• [Task description] Word for word, write out all of the entries that follow.

(Working data begins)

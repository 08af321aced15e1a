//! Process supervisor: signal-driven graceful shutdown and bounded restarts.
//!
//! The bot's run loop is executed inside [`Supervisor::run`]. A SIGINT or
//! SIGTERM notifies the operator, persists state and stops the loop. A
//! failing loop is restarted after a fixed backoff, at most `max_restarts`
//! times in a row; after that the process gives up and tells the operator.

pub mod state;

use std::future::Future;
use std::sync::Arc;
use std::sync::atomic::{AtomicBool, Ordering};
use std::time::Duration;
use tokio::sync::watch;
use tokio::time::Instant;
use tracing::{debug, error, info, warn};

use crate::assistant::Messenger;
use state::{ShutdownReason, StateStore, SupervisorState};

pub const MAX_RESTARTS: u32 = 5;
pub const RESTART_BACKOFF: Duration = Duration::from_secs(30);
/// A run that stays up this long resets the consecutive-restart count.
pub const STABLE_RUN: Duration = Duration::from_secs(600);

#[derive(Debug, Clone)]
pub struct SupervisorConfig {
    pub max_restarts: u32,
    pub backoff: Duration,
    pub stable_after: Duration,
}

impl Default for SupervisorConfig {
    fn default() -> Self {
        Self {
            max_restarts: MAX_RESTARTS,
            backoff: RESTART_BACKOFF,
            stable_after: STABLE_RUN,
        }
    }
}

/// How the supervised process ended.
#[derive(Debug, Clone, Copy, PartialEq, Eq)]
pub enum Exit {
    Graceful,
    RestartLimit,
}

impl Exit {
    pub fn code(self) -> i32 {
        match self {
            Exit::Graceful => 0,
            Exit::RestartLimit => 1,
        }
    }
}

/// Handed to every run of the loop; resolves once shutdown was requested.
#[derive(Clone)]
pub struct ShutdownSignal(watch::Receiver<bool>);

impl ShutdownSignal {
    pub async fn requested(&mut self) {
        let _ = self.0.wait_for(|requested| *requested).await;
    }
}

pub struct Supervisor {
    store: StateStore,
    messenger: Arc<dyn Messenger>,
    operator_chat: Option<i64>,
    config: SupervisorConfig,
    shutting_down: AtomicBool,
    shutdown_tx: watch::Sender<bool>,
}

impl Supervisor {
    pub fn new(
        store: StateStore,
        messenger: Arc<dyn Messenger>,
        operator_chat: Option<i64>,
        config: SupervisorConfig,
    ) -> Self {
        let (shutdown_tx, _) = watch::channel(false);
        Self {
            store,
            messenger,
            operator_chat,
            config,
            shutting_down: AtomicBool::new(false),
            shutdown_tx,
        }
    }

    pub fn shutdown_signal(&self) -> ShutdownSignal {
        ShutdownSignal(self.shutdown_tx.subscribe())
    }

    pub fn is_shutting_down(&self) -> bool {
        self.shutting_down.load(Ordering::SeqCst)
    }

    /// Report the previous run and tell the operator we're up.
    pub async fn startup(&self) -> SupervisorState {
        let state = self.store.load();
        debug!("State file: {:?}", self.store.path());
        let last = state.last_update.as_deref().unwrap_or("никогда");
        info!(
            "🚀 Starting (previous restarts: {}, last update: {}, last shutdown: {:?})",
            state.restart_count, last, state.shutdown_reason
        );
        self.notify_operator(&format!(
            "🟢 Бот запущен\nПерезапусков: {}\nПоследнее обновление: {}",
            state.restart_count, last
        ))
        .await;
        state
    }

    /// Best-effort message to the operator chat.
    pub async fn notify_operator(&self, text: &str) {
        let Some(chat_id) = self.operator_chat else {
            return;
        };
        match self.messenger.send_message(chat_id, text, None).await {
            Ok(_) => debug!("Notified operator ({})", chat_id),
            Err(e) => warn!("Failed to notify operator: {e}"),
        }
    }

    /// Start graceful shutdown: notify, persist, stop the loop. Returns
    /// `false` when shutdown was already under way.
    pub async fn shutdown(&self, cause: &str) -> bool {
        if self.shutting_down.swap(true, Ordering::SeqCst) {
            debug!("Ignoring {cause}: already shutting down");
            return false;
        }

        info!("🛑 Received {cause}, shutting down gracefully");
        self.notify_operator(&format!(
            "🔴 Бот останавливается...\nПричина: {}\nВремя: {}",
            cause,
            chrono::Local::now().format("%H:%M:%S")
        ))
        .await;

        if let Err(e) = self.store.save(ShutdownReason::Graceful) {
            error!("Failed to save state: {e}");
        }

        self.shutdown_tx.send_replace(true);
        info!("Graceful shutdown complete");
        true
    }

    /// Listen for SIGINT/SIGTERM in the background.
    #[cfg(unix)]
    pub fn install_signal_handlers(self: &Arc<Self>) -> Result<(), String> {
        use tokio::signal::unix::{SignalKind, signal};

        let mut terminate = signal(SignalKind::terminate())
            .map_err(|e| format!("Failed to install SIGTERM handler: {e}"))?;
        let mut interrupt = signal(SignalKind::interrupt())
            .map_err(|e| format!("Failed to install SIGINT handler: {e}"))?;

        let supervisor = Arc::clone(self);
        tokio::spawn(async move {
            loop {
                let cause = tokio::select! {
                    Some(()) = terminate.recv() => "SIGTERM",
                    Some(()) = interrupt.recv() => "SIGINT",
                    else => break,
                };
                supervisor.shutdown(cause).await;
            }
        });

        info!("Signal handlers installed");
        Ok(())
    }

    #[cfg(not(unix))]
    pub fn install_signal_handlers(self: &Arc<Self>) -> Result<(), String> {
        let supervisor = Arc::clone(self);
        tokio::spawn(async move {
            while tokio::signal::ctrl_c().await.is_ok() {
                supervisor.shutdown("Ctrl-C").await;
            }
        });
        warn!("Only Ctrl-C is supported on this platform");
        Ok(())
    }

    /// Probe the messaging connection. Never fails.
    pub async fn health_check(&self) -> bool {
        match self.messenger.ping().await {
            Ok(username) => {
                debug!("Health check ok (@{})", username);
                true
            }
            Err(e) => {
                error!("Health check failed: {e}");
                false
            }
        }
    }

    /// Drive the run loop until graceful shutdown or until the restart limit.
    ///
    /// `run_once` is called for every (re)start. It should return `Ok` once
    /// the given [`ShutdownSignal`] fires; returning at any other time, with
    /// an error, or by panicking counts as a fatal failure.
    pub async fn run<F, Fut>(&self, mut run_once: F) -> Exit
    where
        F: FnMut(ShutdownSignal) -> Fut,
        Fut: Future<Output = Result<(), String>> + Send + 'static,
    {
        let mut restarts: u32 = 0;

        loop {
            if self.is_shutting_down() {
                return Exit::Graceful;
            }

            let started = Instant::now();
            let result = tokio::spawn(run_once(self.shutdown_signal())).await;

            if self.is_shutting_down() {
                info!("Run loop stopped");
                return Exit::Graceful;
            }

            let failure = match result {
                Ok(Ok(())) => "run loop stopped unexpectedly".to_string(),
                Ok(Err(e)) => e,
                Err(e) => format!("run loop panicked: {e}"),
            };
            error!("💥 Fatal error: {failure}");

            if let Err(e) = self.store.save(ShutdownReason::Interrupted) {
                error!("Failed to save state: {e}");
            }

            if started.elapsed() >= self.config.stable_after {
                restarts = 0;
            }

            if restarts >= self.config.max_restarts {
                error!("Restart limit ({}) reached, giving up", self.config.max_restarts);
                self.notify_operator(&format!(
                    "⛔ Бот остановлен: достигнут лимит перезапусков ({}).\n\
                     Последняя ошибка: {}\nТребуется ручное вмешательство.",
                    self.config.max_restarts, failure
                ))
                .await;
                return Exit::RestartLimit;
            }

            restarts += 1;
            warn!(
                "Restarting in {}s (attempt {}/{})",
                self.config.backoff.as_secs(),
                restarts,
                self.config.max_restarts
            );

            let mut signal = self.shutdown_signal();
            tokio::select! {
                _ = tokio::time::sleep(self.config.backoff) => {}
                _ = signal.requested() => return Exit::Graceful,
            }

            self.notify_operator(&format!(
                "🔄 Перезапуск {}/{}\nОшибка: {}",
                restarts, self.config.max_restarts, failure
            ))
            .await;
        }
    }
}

(Working data ends)

• [Response]
repository 08af321aced15e1a
//! Process supervisor: signal-driven graceful shutdown and bounded restarts.
//!
//! The bot's run loop is executed inside [`Supervisor::run`]. A SIGINT or
//! SIGTERM notifies the operator, persists state and stops the loop. A
//! failing loop is restarted after a fixed backoff, at most `max_restarts`
//! times in a row; after that the process gives up and tells the operator.

pub mod state;

use std::future::Future;
use std::sync::Arc;
use std::sync::atomic::{AtomicBool, Ordering};
use std::time::Duration;
use tokio::sync::watch;
use tokio::time::Instant;
use tracing::{debug, error, info, warn};

use crate::assistant::Messenger;
use state::{ShutdownReason, StateStore, SupervisorState};

pub const MAX_RESTARTS: u32 = 5;
pub const RESTART_BACKOFF: Duration = Duration::from_secs(30);
/// A run that stays up this long resets the consecutive-restart count.
pub const STABLE_RUN: Duration = Duration::from_secs(600);

#[derive(Debug, Clone)]
pub struct SupervisorConfig {
    pub max_restarts: u32,
    pub backoff: Duration,
    pub stable_after: Duration,
}

impl Default for SupervisorConfig {
    fn default() -> Self {
        Self {
            max_restarts: MAX_RESTARTS,
            backoff: RESTART_BACKOFF,
            stable_after: STABLE_RUN,
        }
    }
}

/// How the supervised process ended.
#[derive(Debug, Clone, Copy, PartialEq, Eq)]
pub enum Exit {
    Graceful,
    RestartLimit,
}

impl Exit {
    pub fn code(self) -> i32 {
        match self {
            Exit::Graceful => 0,
            Exit::RestartLimit => 1,
        }
    }
}

/// Handed to every run of the loop; resolves once shutdown was requested.
#[derive(Clone)]
pub struct ShutdownSignal(watch::Receiver<bool>);

impl ShutdownSignal {
    pub async fn requested(&mut self) {
        let _ = self.0.wait_for(|requested| *requested).await;
    }
}

pub struct Supervisor {
    store: StateStore,
    messenger: Arc<dyn Messenger>,
    operator_chat: Option<i64>,
    config: SupervisorConfig,
    shutting_down: AtomicBool,
    shutdown_tx: watch::Sender<bool>,
}

impl Supervisor {
    pub fn new(
        store: StateStore,
        messenger: Arc<dyn Messenger>,
        operator_chat: Option<i64>,
        config: SupervisorConfig,
    ) -> Self {
        let (shutdown_tx, _) = watch::channel(false);
        Self {
            store,
            messenger,
            operator_chat,
            config,
            shutting_down: AtomicBool::new(false),
            shutdown_tx,
        }
    }

    pub fn shutdown_signal(&self) -> ShutdownSignal {
        ShutdownSignal(self.shutdown_tx.subscribe())
    }

    pub fn is_shutting_down(&self) -> bool {
        self.shutting_down.load(Ordering::SeqCst)
    }

    /// Report the previous run and tell the operator we're up.
    pub async fn startup(&self) -> SupervisorState {
        let state = self.store.load();
        debug!("State file: {:?}", self.store.path());
        let last = state.last_update.as_deref().unwrap_or("никогда");
        info!(
            "🚀 Starting (previous restarts: {}, last update: {}, last shutdown: {:?})",
            state.restart_count, last, state.shutdown_reason
        );
        self.notify_operator(&format!(
            "🟢 Бот запущен\nПерезапусков: {}\nПоследнее обновление: {}",
            state.restart_count, last
        ))
        .await;
        state
    }

    /// Best-effort message to the operator chat.
    pub async fn notify_operator(&self, text: &str) {
        let Some(chat_id) = self.operator_chat else {
            return;
        };
        match self.messenger.send_message(chat_id, text, None).await {
            Ok(_) => debug!("Notified operator ({})", chat_id),
            Err(e) => warn!("Failed to notify operator: {e}"),
        }
    }

    /// Start graceful shutdown: notify, persist, stop the loop. Returns
    /// `false` when shutdown was already under way.
    pub async fn shutdown(&self, cause: &str) -> bool {
        if self.shutting_down.swap(true, Ordering::SeqCst) {
            debug!("Ignoring {cause}: already shutting down");
            return false;
        }

        info!("🛑 Received {cause}, shutting down gracefully");
        self.notify_operator(&format!(
            "🔴 Бот останавливается...\nПричина: {}\nВремя: {}",
            cause,
            chrono::Local::now().format("%H:%M:%S")
        ))
        .await;

        if let Err(e) = self.store.save(ShutdownReason::Graceful) {
            error!("Failed to save state: {e}");
        }

        self.shutdown_tx.send_replace(true);
        info!("Graceful shutdown complete");
        true
    }

    /// Listen for SIGINT/SIGTERM in the background.
    #[cfg(unix)]
    pub fn install_signal_handlers(self: &Arc<Self>) -> Result<(), String> {
        use tokio::signal::unix::{SignalKind, signal};

        let mut terminate = signal(SignalKind::terminate())
            .map_err(|e| format!("Failed to install SIGTERM handler: {e}"))?;
        let mut interrupt = signal(SignalKind::interrupt())
            .map_err(|e| format!("Failed to install SIGINT handler: {e}"))?;

        let supervisor = Arc::clone(self);
        tokio::spawn(async move {
            loop {
                let cause = tokio::select! {
                    Some(()) = terminate.recv() => "SIGTERM",
                    Some(()) = interrupt.recv() => "SIGINT",
                    else => break,
                };
                supervisor.shutdown(cause).await;
            }
        });

        info!("Signal handlers installed");
        Ok(())
    }

    #[cfg(not(unix))]
    pub fn install_signal_handlers(self: &Arc<Self>) -> Result<(), String> {
        let supervisor = Arc::clone(self);
        tokio::spawn(async move {
            while tokio::signal::ctrl_c().await.is_ok() {
                supervisor.shutdown("Ctrl-C").await;
            }
        });
        warn!("Only Ctrl-C is supported on this platform");
        Ok(())
    }

    /// Probe the messaging connection. Never fails.
    pub async fn health_check(&self) -> bool {
        match self.messenger.ping().await {
            Ok(username) => {
                debug!("Health check ok (@{})", username);
                true
            }
            Err(e) => {
                error!("Health check failed: {e}");
                false
            }
        }
    }

    /// Drive the run loop until graceful shutdown or until the restart limit.
    ///
    /// `run_once` is called for every (re)start. It should return `Ok` once
    /// the given [`ShutdownSignal`] fires; returning at any other time, with
    /// an error, or by panicking counts as a fatal failure.
    pub async fn run<F, Fut>(&self, mut run_once: F) -> Exit
    where
        F: FnMut(ShutdownSignal) -> Fut,
        Fut: Future<Output = Result<(), String>> + Send + 'static,
    {
        let mut restarts: u32 = 0;

        loop {
            if self.is_shutting_down() {
                return Exit::Graceful;
            }

            let started = Instant::now();
            let result = tokio::spawn(run_once(self.shutdown_signal())).await;

            if self.is_shutting_down() {
                info!("Run loop stopped");
                return Exit::Graceful;
            }

            let failure = match result {
                Ok(Ok(())) => "run loop stopped unexpectedly".to_string(),
                Ok(Err(e)) => e,
                Err(e) => format!("run loop panicked: {e}"),
            };
            error!("💥 Fatal error: {failure}");

            if let Err(e) = self.store.save(ShutdownReason::Interrupted) {
                error!("Failed to save state: {e}");
            }

            if started.elapsed() >= self.config.stable_after {
                restarts = 0;
            }

            if restarts >= self.config.max_restarts {
                error!("Restart limit ({}) reached, giving up", self.config.max_restarts);
                self.notify_operator(&format!(
                    "⛔ Бот остановлен: достигнут лимит перезапусков ({}).\n\
                     Последняя ошибка: {}\nТребуется ручное вмешательство.",
                    self.config.max_restarts, failure
                ))
                .await;
                return Exit::RestartLimit;
            }

            restarts += 1;
            warn!(
                "Restarting in {}s (attempt {}/{})",
                self.config.backoff.as_secs(),
                restarts,
                self.config.max_restarts
            );

            let mut signal = self.shutdown_signal();
            tokio::select! {
                _ = tokio::time::sleep(self.config.backoff) => {}
                _ = signal.requested() => return Exit::Graceful,
            }

            self.notify_operator(&format!(
                "🔄 Перезапуск {}/{}\nОшибка: {}",
                restarts, self.config.max_restarts, failure
            ))
            .await;
        }
    }
}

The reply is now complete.